Aim of the exercise: Locate each line in the records containing "NoBuffs". Copy it.

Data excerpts
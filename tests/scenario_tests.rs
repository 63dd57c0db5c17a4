//! Integration tests for the six concrete scenarios named in the combat
//! pipeline's testable-properties section, run end to end through
//! `strike::process_strike` the way a real caller would drive it.

use bevy_math::Vec2;

use strikecore::adapters::{InfusionTable, NoBuffs, OpenFieldNavigation};
use strikecore::damage_event::DamageEventRing;
use strikecore::external::{
    NullDamageNumberUi, NullHitFeedback, NullProcs, ObstructionHook, ObstructionVerdict,
    StatCacheSnapshot,
};
use strikecore::geometry::{HitSweepMask, HitboxTuning, MismatchCounters};
use strikecore::registry;
use strikecore::state_machine::PlayerCombatState;
use strikecore::strike::{self, CritLayeringMode, StrikeContext};
use strikecore::types::{
    Archetype, BaseStats, CombatStance, CrowdControlTimers, EncumbranceTier, Facing, Infusion,
    LockOnState, Phase, Player, ReactionState, WeaponTable,
};

fn make_player(strength: f32) -> Player {
    Player {
        position: Vec2::new(0.0, 0.0),
        facing: Facing::Right,
        team_id: 1,
        stats: BaseStats { strength, dexterity: 10.0, intelligence: 0.0, vitality: 10.0, level: 10 },
        crit_chance: 0.0,
        crit_damage: 0.0,
        armor_pen_flat: 0,
        armor_pen_percent: 0,
        guard_meter: 100.0,
        guard_meter_max: 100.0,
        guarding: false,
        guard_active_time_ms: 0.0,
        perfect_guard_window_ms: 120.0,
        poise: 50.0,
        poise_max: 50.0,
        poise_regen_delay_ms: 0.0,
        iframes_ms: 0.0,
        reaction: ReactionState::default(),
        cc: CrowdControlTimers::default(),
        lock_on: LockOnState::default(),
        encumbrance: EncumbranceTier::Light,
        stance: CombatStance::Balanced,
        equipped_weapon_id: None,
        weapon_infusion: Infusion::None,
        god_mode: false,
    }
}

fn make_enemy(x: f32, y: f32, health: f32, max_health: f32, armor: i32, resist_physical: i32) -> strikecore::types::Enemy {
    strikecore::types::Enemy {
        alive: true,
        team_id: 2,
        position: Vec2::new(x, y),
        facing: Facing::Left,
        health,
        max_health,
        armor,
        resist_physical,
        resist_fire: 0,
        resist_frost: 0,
        resist_arcane: 0,
        resist_bleed: 0,
        resist_poison: 0,
        poise: 1000.0,
        poise_max: 1000.0,
        staggered: false,
        stagger_timer_ms: 0.0,
        bleed_buildup: 0.0,
        frost_buildup: 0.0,
        level: 1,
        hurt_timer: 0.0,
        flash_timer: 0.0,
        radius: 0.4,
    }
}

struct NoHook;
impl ObstructionHook for NoHook {
    fn test(&self, _sx: f32, _sy: f32, _ex: f32, _ey: f32) -> ObstructionVerdict {
        ObstructionVerdict::Defer
    }
}

struct AlwaysBlockedHook;
impl ObstructionHook for AlwaysBlockedHook {
    fn test(&self, _sx: f32, _sy: f32, _ex: f32, _ey: f32) -> ObstructionVerdict {
        ObstructionVerdict::Blocked
    }
}

#[allow(clippy::too_many_arguments)]
fn strike_once(
    state: &mut PlayerCombatState,
    player: &mut Player,
    enemies: &mut [strikecore::types::Enemy],
    force_crit: Option<bool>,
    layering: CritLayeringMode,
    hook: Option<&dyn ObstructionHook>,
) -> (u32, DamageEventRing) {
    let mut weapons = WeaponTable::default();
    let infusions = InfusionTable::new();
    let buffs = NoBuffs;
    let mut procs = NullProcs;
    let navigation = OpenFieldNavigation;
    let mut hit_feedback = NullHitFeedback;
    let mut damage_ui = NullDamageNumberUi;
    let mut ring = DamageEventRing::new();
    let stats = StatCacheSnapshot::default();
    let geo = strikecore::geometry::WeaponHitGeo::default_geo();
    let tuning = HitboxTuning::default();
    let mut hit_mask = HitSweepMask::default();
    let mut mismatch = MismatchCounters::default();
    let mut rng = || 0.99f32;

    let kills = {
        let mut ctx = StrikeContext {
            weapons: &mut weapons,
            infusions: &infusions,
            buffs: &buffs,
            procs: &mut procs,
            navigation: &navigation,
            obstruction_hook: hook,
            hit_feedback: &mut hit_feedback,
            damage_ui: &mut damage_ui,
            ring: &mut ring,
            stats: &stats,
            geo: &geo,
            tuning: &tuning,
            hit_mask: &mut hit_mask,
            mismatch: &mut mismatch,
            pixel_cache: None,
            use_pixel_masks: false,
            anim_frame: 5,
            strict_team_filter: false,
            crit_layering_mode: layering,
            force_crit_mode: force_crit,
            forced_attack_test_mode: true,
        };
        strike::process_strike(state, player, enemies, &mut ctx, &mut rng)
    };
    (kills, ring)
}

fn heavy_three_window_state() -> PlayerCombatState {
    let mut state = PlayerCombatState::new();
    state.archetype = Archetype::Heavy;
    state.chain_index = 1;
    state.phase = Phase::Strike;
    state.strike_time_ms = 0.0;
    state.processed_window_mask = 0;
    state.emitted_events_mask = 0;
    state.event_count = 0;
    state
}

#[test]
fn scenario_1_multi_hit_window_damage_sequence() {
    let mut state = heavy_three_window_state();
    let mut player = make_player(60.0);
    let mut enemies = vec![make_enemy(1.0, 0.0, 1000.0, 1000.0, 0, 0)];

    state.strike_time_ms = 10.0;
    strike_once(&mut state, &mut player, &mut enemies, Some(false), CritLayeringMode::PreMitigation, None);
    let h1 = enemies[0].health;
    assert!(h1 < 1000.0);

    state.strike_time_ms = 50.0;
    strike_once(&mut state, &mut player, &mut enemies, Some(false), CritLayeringMode::PreMitigation, None);
    let h2 = enemies[0].health;
    assert!(h2 < h1);

    state.strike_time_ms = 90.0;
    strike_once(&mut state, &mut player, &mut enemies, Some(false), CritLayeringMode::PreMitigation, None);
    let h3 = enemies[0].health;
    assert!(h3 < h2);

    state.strike_time_ms = 90.0;
    strike_once(&mut state, &mut player, &mut enemies, Some(false), CritLayeringMode::PreMitigation, None);
    assert_eq!(enemies[0].health, h3);

    assert_eq!(state.processed_window_mask, 0b111);
}

#[test]
fn scenario_2_execution_flag_on_low_health_kill() {
    let mut state = heavy_three_window_state();
    let mut player = make_player(200.0);
    let mut enemies = vec![make_enemy(1.0, 0.0, 28.0, 200.0, 0, 0)];
    state.strike_time_ms = 10.0;
    let (_, ring) = strike_once(&mut state, &mut player, &mut enemies, Some(false), CritLayeringMode::PreMitigation, None);
    assert!(!enemies[0].is_alive(), "expected this hit to kill the enemy");
    let composite = ring
        .snapshot(ring.len())
        .into_iter()
        .last()
        .expect("expected at least one recorded event on a killing blow");
    assert!(composite.execution, "low-health kill (14% hp) should mark execution");
}

#[test]
fn scenario_2_execution_flag_on_large_overkill() {
    let mut state = heavy_three_window_state();
    let mut player = make_player(400.0);
    let mut enemies = vec![make_enemy(1.0, 0.0, 40.0, 300.0, 0, 0)];
    state.strike_time_ms = 10.0;
    let (_, ring) = strike_once(&mut state, &mut player, &mut enemies, Some(false), CritLayeringMode::PreMitigation, None);
    let any_execution = ring.snapshot(ring.len()).iter().any(|e| e.execution);
    assert!(any_execution, "large overkill kill should mark execution on the composite event");
}

#[test]
fn scenario_2_standard_kill_without_execution_conditions_does_not_mark_execution() {
    let mut state = heavy_three_window_state();
    let mut player = make_player(30.0);
    let mut enemies = vec![make_enemy(1.0, 0.0, 120.0, 120.0, 20, 10)];
    let max_health = enemies[0].max_health;
    state.strike_time_ms = 10.0;
    let (_, ring) = strike_once(&mut state, &mut player, &mut enemies, Some(false), CritLayeringMode::PreMitigation, None);
    if !enemies[0].is_alive() {
        // health_before/max was 100% (not <=0.15), so execution can only be
        // legitimate here via the large-overkill path.
        for event in ring.snapshot(ring.len()) {
            if event.execution {
                assert!(event.overkill as f32 / max_health >= 0.25);
            }
        }
    }
}

#[test]
fn scenario_3_crit_layering_pre_vs_post_mitigation() {
    let mut pre_enemies = vec![make_enemy(1.0, 0.0, 10_000.0, 10_000.0, 15, 30)];
    let mut pre_state = heavy_three_window_state();
    let mut pre_player = make_player(60.0);
    pre_player.crit_damage = 100.0;
    pre_state.strike_time_ms = 10.0;
    let (_, pre_ring) = strike_once(&mut pre_state, &mut pre_player, &mut pre_enemies, Some(true), CritLayeringMode::PreMitigation, None);
    let pre_mitigated: i32 = pre_ring.snapshot(pre_ring.len()).iter().map(|e| e.mitigated).sum();

    let mut post_enemies = vec![make_enemy(1.0, 0.0, 10_000.0, 10_000.0, 15, 30)];
    let mut post_state = heavy_three_window_state();
    let mut post_player = make_player(60.0);
    post_player.crit_damage = 100.0;
    post_state.strike_time_ms = 10.0;
    let (_, post_ring) = strike_once(&mut post_state, &mut post_player, &mut post_enemies, Some(true), CritLayeringMode::PostMitigation, None);
    let post_mitigated: i32 = post_ring.snapshot(post_ring.len()).iter().map(|e| e.mitigated).sum();

    assert!(pre_mitigated >= post_mitigated);

    for event in pre_ring.snapshot(pre_ring.len()) {
        assert!(event.raw_damage > 0);
    }
}

#[test]
fn scenario_5_lock_on_cardinal_ring_full_cycle_returns_to_start() {
    use strikecore::lockon;

    let mut player = make_player(10.0);
    player.lock_on.radius = 5.0;
    let enemies = vec![
        make_enemy(1.5, 0.0, 10.0, 10.0, 0, 0),
        make_enemy(0.0, 1.5, 10.0, 10.0, 0, 0),
        make_enemy(-1.5, 0.0, 10.0, 10.0, 0, 0),
        make_enemy(0.0, -1.5, 10.0, 10.0, 0, 0),
    ];

    assert!(lockon::acquire(&mut player, &enemies));
    let start = player.lock_on.target_index.expect("expected a target to acquire");

    for _ in 0..4 {
        player.lock_on.switch_cooldown_ms = 0.0;
        lockon::cycle(&mut player, &enemies, 1);
    }
    assert_eq!(player.lock_on.target_index, Some(start));
}

#[test]
fn scenario_6_obstruction_attenuates_damage_within_expected_band() {
    let mut baseline_state = heavy_three_window_state();
    let mut baseline_player = make_player(60.0);
    let mut baseline_enemies = vec![make_enemy(1.0, 0.0, 10_000.0, 10_000.0, 0, 0)];
    baseline_state.strike_time_ms = 10.0;
    strike_once(&mut baseline_state, &mut baseline_player, &mut baseline_enemies, Some(false), CritLayeringMode::PreMitigation, Some(&NoHook));
    let d_full = 10_000.0 - baseline_enemies[0].health;
    assert!(d_full > 0.0);

    let mut obstructed_state = heavy_three_window_state();
    let mut obstructed_player = make_player(60.0);
    let mut obstructed_enemies = vec![make_enemy(1.0, 0.0, 10_000.0, 10_000.0, 0, 0)];
    obstructed_state.strike_time_ms = 10.0;
    strike_once(&mut obstructed_state, &mut obstructed_player, &mut obstructed_enemies, Some(false), CritLayeringMode::PreMitigation, Some(&AlwaysBlockedHook));
    let d_obstruct = 10_000.0 - obstructed_enemies[0].health;

    let ratio = d_obstruct / d_full;
    assert!(ratio >= 0.50 && ratio <= 0.60, "expected ~0.55 attenuation, got {}", ratio);
}

#[test]
fn registry_windows_match_scenario_1_layout() {
    let def = registry::lookup(Archetype::Heavy, 1).expect("heavy chain index 1 must exist");
    assert_eq!(def.num_windows(), 3);
    assert!(def.windows[0].unwrap().contains(10.0));
    assert!(def.windows[1].unwrap().contains(50.0));
    assert!(def.windows[2].unwrap().contains(90.0));
}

Answer to this exercise:
use strikecore::adapters::{InfusionTable, NoBuffs, OpenFieldNavigation};
    let buffs = NoBuffs;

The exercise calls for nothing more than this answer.